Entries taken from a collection
------------------------------------------------
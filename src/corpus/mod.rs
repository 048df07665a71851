//! Entry store: loads corpus entries into an ordered, indexable sequence.
//!
//! Entries arrive from a [`CorpusSource`] as raw `(title, tags, body)`
//! records. The store drops records without body text, joins the rest into
//! retrieval units (see [`crate::search::canonicalize::entry_text`]) and
//! assigns each a stable corpus-local index.
//!
//! The on-disk source is compressed JSONL, one object per line:
//!
//! ```text
//! {"Title": "Groceries", "Tags": ":home:", "Body": "buy milk\n"}
//! ```

use std::fs::File;
use std::io::{BufRead, BufReader, Read};
use std::path::{Path, PathBuf};

use flate2::read::MultiGzDecoder;
use serde::{Deserialize, Serialize};
use thiserror::Error;
use tracing::{info, warn};

use crate::model::types::Entry;
use crate::search::canonicalize::entry_text;

/// Errors raised while loading a corpus.
#[derive(Error, Debug)]
pub enum CorpusError {
    /// The source as a whole cannot be read.
    #[error("corpus source {path} is unreadable: {source}")]
    Unreadable {
        path: PathBuf,
        #[source]
        source: std::io::Error,
    },

    /// A single record is malformed; it is skipped, not fatal.
    #[error("malformed corpus record at line {line}: {reason}")]
    Format { line: usize, reason: String },
}

/// One raw record as produced by an ingestion format converter.
#[derive(Debug, Clone, PartialEq, Serialize, Deserialize)]
pub struct RawEntry {
    #[serde(rename = "Title")]
    pub title: String,
    #[serde(rename = "Tags", default, skip_serializing_if = "Option::is_none")]
    pub tags: Option<Tags>,
    #[serde(rename = "Body", default, skip_serializing_if = "Option::is_none")]
    pub body: Option<String>,
}

/// Tag annotation, either a preformatted string or a list of tags.
#[derive(Debug, Clone, PartialEq, Serialize, Deserialize)]
#[serde(untagged)]
pub enum Tags {
    Text(String),
    List(Vec<String>),
}

impl Tags {
    pub fn render(&self) -> String {
        match self {
            Tags::Text(text) => text.clone(),
            Tags::List(list) => list.join(" "),
        }
    }
}

impl RawEntry {
    pub fn new(title: impl Into<String>, tags: Option<&str>, body: impl Into<String>) -> Self {
        Self {
            title: title.into(),
            tags: tags.map(|t| Tags::Text(t.to_string())),
            body: Some(body.into()),
        }
    }

    /// Retrieval unit for this record, or `None` when it has no body text.
    pub fn unit_text(&self) -> Option<String> {
        let body = self.body.as_deref()?;
        if body.trim().is_empty() {
            return None;
        }
        let tags = self.tags.as_ref().map(Tags::render);
        Some(entry_text(&self.title, tags.as_deref(), body))
    }
}

/// Producer of raw corpus records.
///
/// Per-record failures are returned inline so the store can skip them;
/// an outer error means the source could not be read at all.
pub trait CorpusSource: Send + Sync {
    fn records(&self) -> Result<Vec<Result<RawEntry, CorpusError>>, CorpusError>;

    /// Human-readable name for logs.
    fn describe(&self) -> String;
}

/// Compressed (gzip) or plain JSONL file.
#[derive(Debug, Clone)]
pub struct JsonlSource {
    path: PathBuf,
}

impl JsonlSource {
    pub fn new(path: impl Into<PathBuf>) -> Self {
        Self { path: path.into() }
    }

    pub fn path(&self) -> &Path {
        &self.path
    }

    fn is_gzip(&self) -> bool {
        self.path
            .extension()
            .is_some_and(|ext| ext.eq_ignore_ascii_case("gz"))
    }

    fn unreadable(&self, source: std::io::Error) -> CorpusError {
        CorpusError::Unreadable {
            path: self.path.clone(),
            source,
        }
    }
}

impl CorpusSource for JsonlSource {
    fn records(&self) -> Result<Vec<Result<RawEntry, CorpusError>>, CorpusError> {
        let file = File::open(&self.path).map_err(|e| self.unreadable(e))?;
        let reader: Box<dyn Read> = if self.is_gzip() {
            Box::new(MultiGzDecoder::new(file))
        } else {
            Box::new(file)
        };

        let mut records = Vec::new();
        for (idx, line) in BufReader::new(reader).lines().enumerate() {
            let line = line.map_err(|e| self.unreadable(e))?;
            let trimmed = line.trim();
            if trimmed.is_empty() {
                continue;
            }
            records.push(
                serde_json::from_str::<RawEntry>(trimmed).map_err(|e| CorpusError::Format {
                    line: idx + 1,
                    reason: e.to_string(),
                }),
            );
        }
        Ok(records)
    }

    fn describe(&self) -> String {
        self.path.display().to_string()
    }
}

/// In-memory records; used by tests and by callers that ingest elsewhere.
#[derive(Debug, Clone, Default)]
pub struct MemorySource {
    records: Vec<RawEntry>,
}

impl MemorySource {
    pub fn new(records: Vec<RawEntry>) -> Self {
        Self { records }
    }
}

impl CorpusSource for MemorySource {
    fn records(&self) -> Result<Vec<Result<RawEntry, CorpusError>>, CorpusError> {
        Ok(self.records.iter().cloned().map(Ok).collect())
    }

    fn describe(&self) -> String {
        format!("memory ({} records)", self.records.len())
    }
}

/// Loaded, immutable corpus.
#[derive(Debug, Clone, Default)]
pub struct EntryStore {
    entries: Vec<Entry>,
    skipped_malformed: usize,
    skipped_empty: usize,
}

impl EntryStore {
    /// Load and normalize every record from `source`.
    pub fn load(source: &dyn CorpusSource) -> Result<Self, CorpusError> {
        let records = source.records()?;
        let mut entries = Vec::with_capacity(records.len());
        let mut skipped_malformed = 0;
        let mut skipped_empty = 0;

        for record in records {
            match record {
                Ok(raw) => match raw.unit_text() {
                    Some(text) => entries.push(Entry::new(entries.len(), text)),
                    None => skipped_empty += 1,
                },
                Err(err) => {
                    warn!(source = %source.describe(), error = %err, "corpus_record_skipped");
                    skipped_malformed += 1;
                }
            }
        }

        info!(
            source = %source.describe(),
            entries = entries.len(),
            skipped_malformed,
            skipped_empty,
            "corpus_loaded"
        );
        Ok(Self {
            entries,
            skipped_malformed,
            skipped_empty,
        })
    }

    pub fn entries(&self) -> &[Entry] {
        &self.entries
    }

    pub fn get(&self, idx: usize) -> Option<&Entry> {
        self.entries.get(idx)
    }

    pub fn len(&self) -> usize {
        self.entries.len()
    }

    pub fn is_empty(&self) -> bool {
        self.entries.is_empty()
    }

    /// Unit texts in index order.
    pub fn texts(&self) -> Vec<&str> {
        self.entries.iter().map(Entry::text).collect()
    }

    pub fn skipped_malformed(&self) -> usize {
        self.skipped_malformed
    }

    pub fn skipped_empty(&self) -> usize {
        self.skipped_empty
    }
}

/// Write records as gzip-compressed JSONL.
pub fn write_jsonl_gz(path: &Path, records: &[RawEntry]) -> std::io::Result<()> {
    use flate2::Compression;
    use flate2::write::GzEncoder;
    use std::io::Write;

    if let Some(parent) = path.parent().filter(|p| !p.as_os_str().is_empty()) {
        std::fs::create_dir_all(parent)?;
    }
    let file = File::create(path)?;
    let mut encoder = GzEncoder::new(file, Compression::default());
    for record in records {
        let line = serde_json::to_string(record)?;
        encoder.write_all(line.as_bytes())?;
        encoder.write_all(b"\n")?;
    }
    encoder.finish()?.sync_all()
}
------------------------------------------------
Copy every line of the records above, starting with the first, up to and including the line containing "retrieval units (see".

filename src/corpus/mod.rs
repository 048df07665a71851
//! Entry store: loads corpus entries into an ordered, indexable sequence.
//!
//! Entries arrive from a [`CorpusSource`] as raw `(title, tags, body)`
//! records. The store drops records without body text, joins the rest into
//! retrieval units (see [`crate::search::canonicalize::entry_text`]) and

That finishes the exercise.